En la calle, la ciudad ya estaba despierta. Gente desconocida iba a sus quehaceres, pasaba a su lado sin fijarse en él. Eduardo veía sus rostros, ateridos de frío, sus ojos preocupados. Un pensamiento cruel le martirizaba: Daniel me matará. Tenía miedo de verle, ahora. ¿Cómo le pudo olvidar? Lo recordaba con la servilleta apretada a los labios, sacudiendo los hombros. Un escalofrío le impedía acercarse a los lugares en que podía encontrarlo.
Fue a su casa, a comer. Su madre le reprendió, dócilmente cansada. Comió trozos de calabaza hervida y tortas de maíz. Luego, se tendió en la cama.
Durmió con un sueño pesado, en el que, de nuevo, los brazos de Lola y Marina le estrechaban como tentáculos, y sus bocas, viscosas como sellos de goma, se derretían en su carne.
Hacia las cinco despertó. Se lavó y se vistió despacio. En su cerebro dolorido sólo cabía una idea que le espantaba y le atraía a un tiempo: ver a Daniel. Tenía la imperiosa necesidad de verle, de hablarle. ¿Cómo le recibiría? ¿Qué iba a decirle? Le quitó a Lola en las propias narices. Si bien él no quiso, no tuvo la culpa. Lola, como Marina, le repugnaban. No deseó aquello, se lo encontró hecho, simplemente. Pero se olvidó de Daniel, que tosía, convulso, con la servilleta apretada a los labios y el billete de mil pesetas en el bolsillo.
Fue, inevitablemente, a los billares, arrastrado por algo más fuerte que su miedo. Todo estaba igual. Habló con algunos conocidos. Ninguno había visto a Daniel.
A las ocho y cuarto entró Chano. Enseguida se dio cuenta de su gesto hosco, el de los malos momentos.
Dejó que se le acercase, con el corazón palpitante y el cigarrillo en los labios, contra la pared.
Chano se apoyó a su lado. Durante unos minutos, estuvieron callados, como si escuchasen el seco golpear de los tacos.
—Está enfermo —dijo Chano lacónicamente.
—¿Enfermo?
—Ya sabes. Lo de siempre.
Eduardo movió la cabeza.
—¿Qué te ha dicho? —preguntó, aparentando no darle importancia.
—¡Psch! Nada. Ya sabes cómo es. Aguanta bien el dolor no es un blanco. Pero tiene cara de muerto.

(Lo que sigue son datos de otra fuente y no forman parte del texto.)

//! Player profiles
//!
//! One record per player name: best distance, unlocked levels, lifetime kills.
//! Written only when a run's verdict changes.

use serde::{Deserialize, Serialize};

use crate::persistence::{KeyValueStore, StoreError};
use crate::sim::progression::LevelVerdict;
use crate::sim::state::RunSummary;

/// Storage key prefix for profile records
pub const PROFILE_KEY_PREFIX: &str = "tightrope.profile.";

#[derive(Debug, Clone, PartialEq, Serialize, Deserialize)]
pub struct PlayerProfile {
    pub name: String,
    /// Best floor(distance) over all runs
    pub best_distance: u64,
    /// Highest level index the player may start
    pub unlocked_level: usize,
    pub total_kills: u32,
    pub runs: u32,
}

impl PlayerProfile {
    pub fn new(name: &str) -> Self {
        Self {
            name: name.to_string(),
            best_distance: 0,
            // Endless and the first story level are always open
            unlocked_level: 1,
            total_kills: 0,
            runs: 0,
        }
    }

    pub fn is_unlocked(&self, level_index: usize) -> bool {
        level_index <= self.unlocked_level
    }

    /// Fold a finished run into the record. Returns true if it set a new best.
    pub fn record_run(&mut self, level_index: usize, run: &RunSummary) -> bool {
        self.runs += 1;
        self.total_kills += run.kills;
        if run.verdict == LevelVerdict::Success && level_index >= self.unlocked_level {
            self.unlocked_level = level_index + 1;
            log::info!("{} unlocked level {}", self.name, self.unlocked_level);
        }
        let distance = run.distance.floor() as u64;
        if distance > self.best_distance {
            self.best_distance = distance;
            true
        } else {
            false
        }
    }
}

/// Profiles backed by a key-value store
pub struct ProfileBook<S: KeyValueStore> {
    store: S,
}

impl<S: KeyValueStore> ProfileBook<S> {
    pub fn new(store: S) -> Self {
        Self { store }
    }

    fn key(name: &str) -> String {
        format!("{PROFILE_KEY_PREFIX}{name}")
    }

    /// Load a profile, or start a fresh one
    pub fn load(&self, name: &str) -> Result<PlayerProfile, StoreError> {
        let profile = self.store.load_json::<PlayerProfile>(&Self::key(name))?;
        Ok(profile.unwrap_or_else(|| {
            log::info!("No profile for {name}, starting fresh");
            PlayerProfile::new(name)
        }))
    }

    pub fn save(&mut self, profile: &PlayerProfile) -> Result<(), StoreError> {
        self.store.save_json(&Self::key(&profile.name), profile)
    }

    /// Record a finished run for `name` and persist it. A run still in progress is
    /// not recorded and the stored profile comes back untouched.
    pub fn record_run(
        &mut self,
        name: &str,
        level_index: usize,
        run: &RunSummary,
    ) -> Result<PlayerProfile, StoreError> {
        let mut profile = self.load(name)?;
        if !run.verdict.is_terminal() {
            log::warn!("Not recording an unfinished run for {name}");
            return Ok(profile);
        }
        if profile.record_run(level_index, run) {
            log::info!("New best distance for {name}: {}", profile.best_distance);
        }
        if let Err(e) = self.save(&profile) {
            log::warn!("Could not save profile for {name}: {e}");
            return Err(e);
        }
        Ok(profile)
    }

    pub fn store(&self) -> &S {
        &self.store
    }
}
//! Platform abstraction layer
//!
//! Logging bootstrap for browser and native builds. The sim only emits `log`
//! records; installing a logger happens here, once, at startup.

/// Install the logger for this target. Safe to call more than once.
#[cfg(target_arch = "wasm32")]
pub fn init_logging() {
    console_error_panic_hook::set_once();
    if console_log::init_with_level(log::Level::Info).is_err() {
        log::warn!("Logger already initialized");
    }
}

/// Install the logger for this target. Safe to call more than once.
#[cfg(not(target_arch = "wasm32"))]
pub fn init_logging() {
    let _ = env_logger::Builder::from_env(env_logger::Env::default().default_filter_or("info"))
        .try_init();
}
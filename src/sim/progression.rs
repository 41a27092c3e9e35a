//! Level rules and the progression gate
//!
//! A `LevelRule` is plain data; the gate turns it plus a per-tick snapshot of the run
//! into a `LevelVerdict`. Rules are validated once at construction.

use serde::{Deserialize, Serialize};
use thiserror::Error;

use super::hazards::{HazardKind, HazardWeights};

/// What a level asks of the player
#[derive(Debug, Clone, Copy, PartialEq, Serialize, Deserialize)]
#[serde(tag = "type", rename_all = "snake_case")]
pub enum Objective {
    /// No win condition; play until something fatal happens
    Endless,
    /// Reach `target_distance`
    Distance,
    /// Reach `target_distance` before the clock runs out; the level always lasts
    /// `limit_ticks`
    TimeBoxed { limit_ticks: u64 },
    /// Reach `target_distance` having spent `target_ticks` under a steady effect
    SteadyBalance { target_ticks: u64 },
    /// Shoot down `target` birds
    KillCount { target: u32 },
}

/// Which optional systems run this level
#[derive(Debug, Clone, Copy, PartialEq, Eq, Serialize, Deserialize)]
pub struct EnabledSystems {
    pub hazards: bool,
    pub bird: bool,
}

impl Default for EnabledSystems {
    fn default() -> Self {
        Self {
            hazards: true,
            bird: false,
        }
    }
}

#[derive(Debug, Clone, PartialEq, Serialize, Deserialize)]
pub struct LevelRule {
    pub name: String,
    pub objective: Objective,
    #[serde(default)]
    pub target_distance: f32,
    #[serde(default)]
    pub systems: EnabledSystems,
    #[serde(default)]
    pub hazard_weights: HazardWeights,
}

impl LevelRule {
    pub fn endless() -> Self {
        Self {
            name: "Endless".to_string(),
            objective: Objective::Endless,
            target_distance: 0.0,
            systems: EnabledSystems {
                hazards: true,
                bird: true,
            },
            hazard_weights: HazardWeights::default(),
        }
    }

    /// Bird levels without hazards lure the bird regardless of tilt
    pub fn is_bird_only(&self) -> bool {
        self.systems.bird && !self.systems.hazards
    }

    pub fn validate(&self) -> Result<(), LevelRuleError> {
        let name = || self.name.clone();
        let needs_distance = matches!(
            self.objective,
            Objective::Distance | Objective::TimeBoxed { .. } | Objective::SteadyBalance { .. }
        );
        if needs_distance && (self.target_distance.is_nan() || self.target_distance <= 0.0) {
            return Err(LevelRuleError::MissingTargetDistance(name()));
        }

        match self.objective {
            Objective::TimeBoxed { limit_ticks: 0 } => {
                return Err(LevelRuleError::ZeroTimeLimit(name()));
            }
            Objective::SteadyBalance { .. } => {
                if !self.systems.hazards {
                    return Err(LevelRuleError::SteadyWithoutHazards(name()));
                }
                if self.hazard_weights.weight(HazardKind::Steady) == 0 {
                    return Err(LevelRuleError::NoSteadySource(name()));
                }
            }
            Objective::KillCount { target } => {
                if !self.systems.bird {
                    return Err(LevelRuleError::KillCountWithoutBird(name()));
                }
                if target == 0 {
                    return Err(LevelRuleError::ZeroKillTarget(name()));
                }
            }
            _ => {}
        }

        if self.systems.hazards && self.hazard_weights.total() == 0 {
            return Err(LevelRuleError::NoHazardWeights(name()));
        }
        Ok(())
    }
}

/// Malformed level configuration
#[derive(Error, Debug)]
pub enum LevelRuleError {
    #[error("level '{0}' needs a positive target distance")]
    MissingTargetDistance(String),
    #[error("level '{0}' has a zero time limit")]
    ZeroTimeLimit(String),
    #[error("level '{0}' tracks steady balance but has hazards disabled")]
    SteadyWithoutHazards(String),
    #[error("level '{0}' tracks steady balance but never spawns steady pickups")]
    NoSteadySource(String),
    #[error("level '{0}' counts kills but has the bird disabled")]
    KillCountWithoutBird(String),
    #[error("level '{0}' has a zero kill target")]
    ZeroKillTarget(String),
    #[error("level '{0}' enables hazards with every spawn weight at zero")]
    NoHazardWeights(String),
    #[error("level list is empty")]
    NoLevels,
    #[error("invalid level JSON: {0}")]
    Json(#[from] serde_json::Error),
}

#[derive(Debug, Clone, Copy, PartialEq, Eq, Serialize, Deserialize)]
pub enum FailureReason {
    Fell,
    HealthDepleted,
    RescueFailed,
    Timeout,
    BalanceInsufficient,
    /// Player quit before the objective was met
    Exited,
}

#[derive(Debug, Clone, Copy, PartialEq, Eq, Default, Serialize, Deserialize)]
pub enum LevelVerdict {
    #[default]
    InProgress,
    Success,
    Failure(FailureReason),
}

impl LevelVerdict {
    pub fn is_terminal(&self) -> bool {
        !matches!(self, LevelVerdict::InProgress)
    }
}

/// What the gate reads each tick
#[derive(Debug, Clone, Copy, Default)]
pub struct GateSnapshot {
    pub distance: f32,
    pub tick_count: u64,
    pub steady_ticks: u64,
    pub kills: u32,
    pub fell: bool,
    pub health_depleted: bool,
}

/// Result of one evaluation
#[derive(Debug, Clone, Copy, PartialEq, Eq, Default)]
pub struct GateStep {
    /// The objective was met for the first time this tick
    pub objective_reached: bool,
    /// The verdict left `InProgress` this tick
    pub finished: Option<LevelVerdict>,
}

#[derive(Debug, Clone, PartialEq, Serialize, Deserialize)]
pub struct ProgressionGate {
    rule: LevelRule,
    verdict: LevelVerdict,
    /// Success latch; set once, never re-fires
    objective_reached: bool,
}

impl ProgressionGate {
    pub fn new(rule: LevelRule) -> Result<Self, LevelRuleError> {
        rule.validate()?;
        Ok(Self {
            rule,
            verdict: LevelVerdict::InProgress,
            objective_reached: false,
        })
    }

    pub fn rule(&self) -> &LevelRule {
        &self.rule
    }

    pub fn verdict(&self) -> LevelVerdict {
        self.verdict
    }

    pub fn objective_reached(&self) -> bool {
        self.objective_reached
    }

    /// Back to a fresh run of the same level
    pub fn reset(&mut self) {
        self.verdict = LevelVerdict::InProgress;
        self.objective_reached = false;
    }

    /// End the run through a fatal event. A level whose objective is already met
    /// still ends in success.
    pub fn fail(&mut self, reason: FailureReason) -> Option<LevelVerdict> {
        if self.verdict.is_terminal() {
            return None;
        }
        self.verdict = if self.objective_reached {
            LevelVerdict::Success
        } else {
            LevelVerdict::Failure(reason)
        };
        log::info!("Level '{}' ended: {:?}", self.rule.name, self.verdict);
        Some(self.verdict)
    }

    /// End a live run on request. Counts as success once the objective is met.
    pub fn exit(&mut self) -> Option<LevelVerdict> {
        self.fail(FailureReason::Exited)
    }

    fn succeed(&mut self, step: &mut GateStep) {
        self.latch(step);
        self.verdict = LevelVerdict::Success;
        log::info!("Level '{}' ended: {:?}", self.rule.name, self.verdict);
        step.finished = Some(self.verdict);
    }

    fn latch(&mut self, step: &mut GateStep) {
        if !self.objective_reached {
            self.objective_reached = true;
            step.objective_reached = true;
            log::info!("Objective reached on '{}'", self.rule.name);
        }
    }

    /// Evaluate once per live tick, after every other system has run
    pub fn evaluate(&mut self, snapshot: &GateSnapshot) -> GateStep {
        let mut step = GateStep::default();
        if self.verdict.is_terminal() {
            return step;
        }

        if snapshot.fell {
            step.finished = self.fail(FailureReason::Fell);
            return step;
        }
        if snapshot.health_depleted {
            step.finished = self.fail(FailureReason::HealthDepleted);
            return step;
        }

        let distance_met = snapshot.distance >= self.rule.target_distance;
        match self.rule.objective {
            Objective::Endless => {}
            Objective::Distance => {
                if distance_met {
                    self.succeed(&mut step);
                }
            }
            Objective::TimeBoxed { limit_ticks } => {
                if distance_met {
                    self.latch(&mut step);
                }
                if snapshot.tick_count >= limit_ticks {
                    step.finished = self.fail(FailureReason::Timeout);
                }
            }
            Objective::SteadyBalance { target_ticks } => {
                if distance_met {
                    if snapshot.steady_ticks >= target_ticks {
                        self.succeed(&mut step);
                    } else {
                        step.finished = self.fail(FailureReason::BalanceInsufficient);
                    }
                }
            }
            Objective::KillCount { target } => {
                if snapshot.kills >= target {
                    self.succeed(&mut step);
                }
            }
        }
        step
    }
}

Eduardo arrojó el cigarrillo y lo aplastó bajo el tacón.
—Voy a verle —dijo.
Pero no tuvo valor. Fue a su casa de nuevo. Se acostó y durmió hasta la mañana siguiente.
Pasó el otro día vagabundeando de un lado para otro. Jugó en los billares y, luego, a la tarde, se encaminó a la calle Ancha. Sus pies le guiaron, casi inconscientemente, hasta la calle en que Daniel vivía.

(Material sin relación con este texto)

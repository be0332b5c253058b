use phonotab_rules::Cascade;
use phonotab_tabulate::{reconcile, tabulate, Bucket};
use proptest::prelude::*;

fn cascade_source() -> &'static str {
    "rule devoice: b -> p / _ #\n\
     rule raise: a -> ə\n\
     rule apocope: ə -> 0 / _ #\n"
}

fn form() -> impl Strategy<Value = String> {
    proptest::string::string_regex("[abkpst]{1,6}").unwrap()
}

fn pairs(max: usize) -> impl Strategy<Value = Vec<(String, String)>> {
    proptest::collection::vec((form(), form()), 0..=max)
}

proptest! {
    #![proptest_config(ProptestConfig::with_cases(128))]

    #[test]
    fn counts_are_conserved_across_signatures(
        correct_pairs in pairs(12),
        incorrect_pairs in pairs(12),
    ) {
        let cascade = Cascade::readrules(cascade_source()).expect("parse");
        let mut correct = Bucket::from_pairs(correct_pairs);
        let mut incorrect = Bucket::from_pairs(incorrect_pairs);
        // Keep the bucket invariant: an underlying form may not be in both.
        let shared: Vec<String> = correct
            .iter()
            .filter(|p| incorrect.contains(&p.underlying))
            .map(|p| p.underlying.clone())
            .collect();
        for u in shared {
            incorrect.remove(&u);
        }

        let t = tabulate(&cascade, &mut correct, &mut incorrect).expect("tabulate");
        prop_assert!(t.failures.is_empty());
        prop_assert_eq!(t.table.correct_total() as usize, correct.len());
        prop_assert_eq!(t.table.incorrect_total() as usize, incorrect.len());
    }

    #[test]
    fn reconciliation_is_sound_and_idempotent(
        correct_pairs in pairs(8),
        missed_pairs in pairs(8),
        incorrect_pairs in pairs(8),
    ) {
        let correct = Bucket::from_pairs(correct_pairs);
        let missed = Bucket::from_pairs(missed_pairs);
        let incorrect = Bucket::from_pairs(incorrect_pairs);

        let once = reconcile(&correct, &missed, &incorrect);

        // Soundness: every form that met the migration condition moved.
        for p in incorrect.iter() {
            let matched = missed
                .get(&p.underlying)
                .is_some_and(|g| g.surface == p.surface);
            if matched {
                let moved = once.correct.get(&p.underlying).expect("moved to correct");
                prop_assert_eq!(&moved.surface, &p.surface);
                prop_assert!(!once.incorrect.contains(&p.underlying));
                prop_assert!(!once.missed.contains(&p.underlying));
            } else {
                prop_assert!(once.incorrect.contains(&p.underlying));
            }
        }

        // Idempotence: reconciling the output again changes nothing.
        let twice = reconcile(&once.correct, &once.missed, &once.incorrect);
        prop_assert_eq!(&twice.correct, &once.correct);
        prop_assert_eq!(&twice.missed, &once.missed);
        prop_assert_eq!(&twice.incorrect, &once.incorrect);
        prop_assert!(twice.moved.is_empty());
    }
}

Como el primer día que le visitó, Daniel estaba en la cama de hierro. Pero, ahora, cubierto por la sábana, con los ojos cerrados. Al oírle, los abrió y, como siempre, una ancha sonrisa llenó su cara.
—Hola —dijo. Nada más. Como si no le importase nada. Como si no recordase nada. Tal vez fue aquélla una noche ilusionada para él. Tal vez, se dijo con angustia Eduardo, fue la última noche de su vida. De nuevo, el miedo le invadía.
Pero Daniel no aludió para nada a las chicas. Su risa, amarga, falsa, martilleaba los oídos de Eduardo.
Hablaron de cosas corrientes, de nuevos proyectos…
—Esto pasará pronto —dijo el Bizco, cuando Eduardo se disponía a irse. Dentro de tres días como nuevo otra vez.
Pero aquellos tres días pasaron y, en lugar de mejorar, Daniel empeoraba.
Al cuarto día, Eduardo, con el alma encogida por un presentimiento, abandonó a Daniel. Preocupado, inquieto, se dirigía a su casa. Entonces, inesperadamente, al doblar una esquina, encontró a Sol.